City of Phoenix Wants to Divert Calls From Its Police

A Phoenix Police Department vehicle.
A Phoenix Police Department vehicle. Ash Ponders
Parking tickets, welfare checks, minor car crashes — these are all duties that the city of Phoenix soon wants to transfer out of the hands of its police force.

In October 2021, the city commissioned Arizona State University researchers to study the Phoenix Police Department to determine which calls might be diverted away from the cops. The study seemed inspired partly by calls from local activists, who had renewed their calls for alternatives to policing during the uprisings over the murder of George Floyd. But the work was also embraced by the city’s police force, which was hoping to find ways to lessen a growing call volume.

A city council committee meeting last month provided the first glimpse of the researchers' recommendations and the city’s planned timeline. City officials said they hope to start moving forward on the proposals by the start of next year.

"There are some calls that police officers would clearly prefer be handled by someone else," ASU professor Michael Scott told city councilmembers at the meeting. Scott is a professor at the School of Criminology and Criminal Justice, and is taking the lead on the study.

Researchers, he said, were looking at how officers' duties might be narrowed to "tasks they are uniquely authorized, trained, and equipped to perform."

In 2019, the National Police Foundation (now called the National Policing Institute) released a study of Phoenix police, which examined the department’s use of deadly force. In the previous year, Phoenix cops shot 44 people, resulting in 23 deaths — the most killings by a single department in the nation that year.

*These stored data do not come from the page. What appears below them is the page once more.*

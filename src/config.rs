//! # Fabric Configuration
//!
//! Holds the environment-agnostic keys from spec §6 (`worker_threads`,
//! `queue_capacity`, `max_retries`, `retry_base_delay_ms`,
//! `circuit_failure_threshold`, `circuit_reset_timeout_ms`,
//! `adaptive_load_low`, `adaptive_load_high`, `overflow_policy`), following
//! `tasker-shared::config::orchestration::OrchestrationConfig`'s style:
//! a module-level doc comment with a TOML example, `#[serde(default)]`
//! fields, and a `validate()` that rejects out-of-range values at
//! construction rather than deep into a run.
//!
//! ```toml
//! worker_threads = 4
//! queue_capacity = 1024
//! max_retries = 3
//! retry_base_delay_ms = 100
//! circuit_failure_threshold = 5
//! circuit_reset_timeout_ms = 30000
//! adaptive_load_low = 0.3
//! adaptive_load_high = 0.7
//! overflow_policy = "drop_newest"
//! ```

use std::time::Duration;

use serde::{Deserialize, Serialize};

use crate::error::{Result, TaskmeshError};
use crate::queue::OverflowPolicy;

/// The subset of [`OverflowPolicy`] that is representable in config (no
/// `Custom` closure variant).
#[derive(Debug, Clone, Copy, PartialEq, Serialize, Deserialize)]
#[serde(rename_all = "snake_case")]
pub enum OverflowPolicyKind {
    DropOldest,
    DropNewest,
    Block,
    Grow,
}

impl Default for OverflowPolicyKind {
    fn default() -> Self {
        Self::DropNewest
    }
}

impl OverflowPolicyKind {
    /// Build a concrete [`OverflowPolicy`] from this config value. `Block`
    /// uses a fixed 1s timeout and `Grow` doubles up to 4x capacity;
    /// callers that need different parameters should construct an
    /// [`OverflowPolicy`] directly instead of going through config.
    pub fn to_policy<T>(self) -> OverflowPolicy<T> {
        match self {
            Self::DropOldest => OverflowPolicy::DropOldest,
            Self::DropNewest => OverflowPolicy::DropNewest,
            Self::Block => OverflowPolicy::Block(Duration::from_secs(1)),
            Self::Grow => OverflowPolicy::Grow { factor: 2.0, max: usize::MAX },
        }
    }
}

/// Crate-wide tunables. Defaults match the spec's stated defaults
/// (`DropNewest` overflow with a warning event, per spec §5).
#[derive(Debug, Clone, Serialize, Deserialize)]
#[serde(default)]
pub struct FabricConfig {
    pub worker_threads: usize,
    pub queue_capacity: usize,
    pub max_retries: u32,
    pub retry_base_delay_ms: u64,
    pub circuit_failure_threshold: u32,
    pub circuit_reset_timeout_ms: u64,
    pub adaptive_load_low: f64,
    pub adaptive_load_high: f64,
    pub overflow_policy: OverflowPolicyKind,
}

impl Default for FabricConfig {
    fn default() -> Self {
        Self {
            worker_threads: 4,
            queue_capacity: 1024,
            max_retries: 3,
            retry_base_delay_ms: 100,
            circuit_failure_threshold: 5,
            circuit_reset_timeout_ms: 30_000,
            adaptive_load_low: 0.3,
            adaptive_load_high: 0.7,
            overflow_policy: OverflowPolicyKind::DropNewest,
        }
    }
}

impl FabricConfig {
    pub fn retry_base_delay(&self) -> Duration {
        Duration::from_millis(self.retry_base_delay_ms)
    }

    pub fn circuit_reset_timeout(&self) -> Duration {
        Duration::from_millis(self.circuit_reset_timeout_ms)
    }

    /// Load from a TOML file via the `config` crate, then validate.
    pub fn from_file(path: impl AsRef<std::path::Path>) -> Result<Self> {
        let settings = config::Config::builder()
            .add_source(config::File::from(path.as_ref()))
            .build()
            .map_err(|e| TaskmeshError::ConfigError(e.to_string()))?;
        let cfg: Self = settings
            .try_deserialize()
            .map_err(|e| TaskmeshError::ConfigError(e.to_string()))?;
        cfg.validate()?;
        Ok(cfg)
    }

    /// Reject out-of-range values. Mirrors the teacher's per-field
    /// validation approach, applied by hand here since these checks are
    /// cross-field (the two load thresholds must be ordered) rather than
    /// single-field range checks a derive macro could express.
    pub fn validate(&self) -> Result<()> {
        if self.worker_threads == 0 {
            return Err(TaskmeshError::ConfigError(
                "worker_threads must be at least 1".into(),
            ));
        }
        if self.queue_capacity == 0 {
            return Err(TaskmeshError::ConfigError(
                "queue_capacity must be at least 1".into(),
            ));
        }
        if self.max_retries == 0 {
            return Err(TaskmeshError::ConfigError(
                "max_retries must be at least 1".into(),
            ));
        }
        if self.circuit_failure_threshold == 0 {
            return Err(TaskmeshError::ConfigError(
                "circuit_failure_threshold must be at least 1".into(),
            ));
        }
        if !(0.0..=1.0).contains(&self.adaptive_load_low) || !(0.0..=1.0).contains(&self.adaptive_load_high) {
            return Err(TaskmeshError::ConfigError(
                "adaptive_load_low/high must be within [0.0, 1.0]".into(),
            ));
        }
        if self.adaptive_load_low >= self.adaptive_load_high {
            return Err(TaskmeshError::ConfigError(
                "adaptive_load_low must be less than adaptive_load_high".into(),
            ));
        }
        Ok(())
    }
}

#[cfg(test)]
mod tests {
    use super::*;

    #[test]
    fn defaults_are_valid() {
        FabricConfig::default().validate().unwrap();
    }

    #[test]
    fn zero_worker_threads_is_rejected() {
        let cfg = FabricConfig {
            worker_threads: 0,
            ..Default::default()
        };
        assert!(cfg.validate().is_err());
    }

    #[test]
    fn inverted_load_thresholds_are_rejected() {
        let cfg = FabricConfig {
            adaptive_load_low: 0.8,
            adaptive_load_high: 0.2,
            ..Default::default()
        };
        assert!(cfg.validate().is_err());
    }

    #[test]
    fn out_of_range_load_threshold_is_rejected() {
        let cfg = FabricConfig {
            adaptive_load_high: 1.5,
            ..Default::default()
        };
        assert!(cfg.validate().is_err());
    }
}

The 70-page report offered dozens of findings and recommendations, including improved training and better documentation of officers’ use of force. One recommendation, though, noted that mental health issues appeared to play a major contributing role in violent encounters. Police and community groups agree. The foundation recommended that the city consider alternatives to police response in some cases.

"There was strong agreement that the police are not the best equipped to respond to mental health crisis but alternatives to police response are lacking in the city,” investigators wrote.

These findings prompted one focus of the ASU study, to examine how many Phoenix police calls involved some element of mental health crisis, and to consider alternatives. Heather Ross, a clinical associate professor at the Edson College of Nursing and Health Innovation, is managing this piece of the research.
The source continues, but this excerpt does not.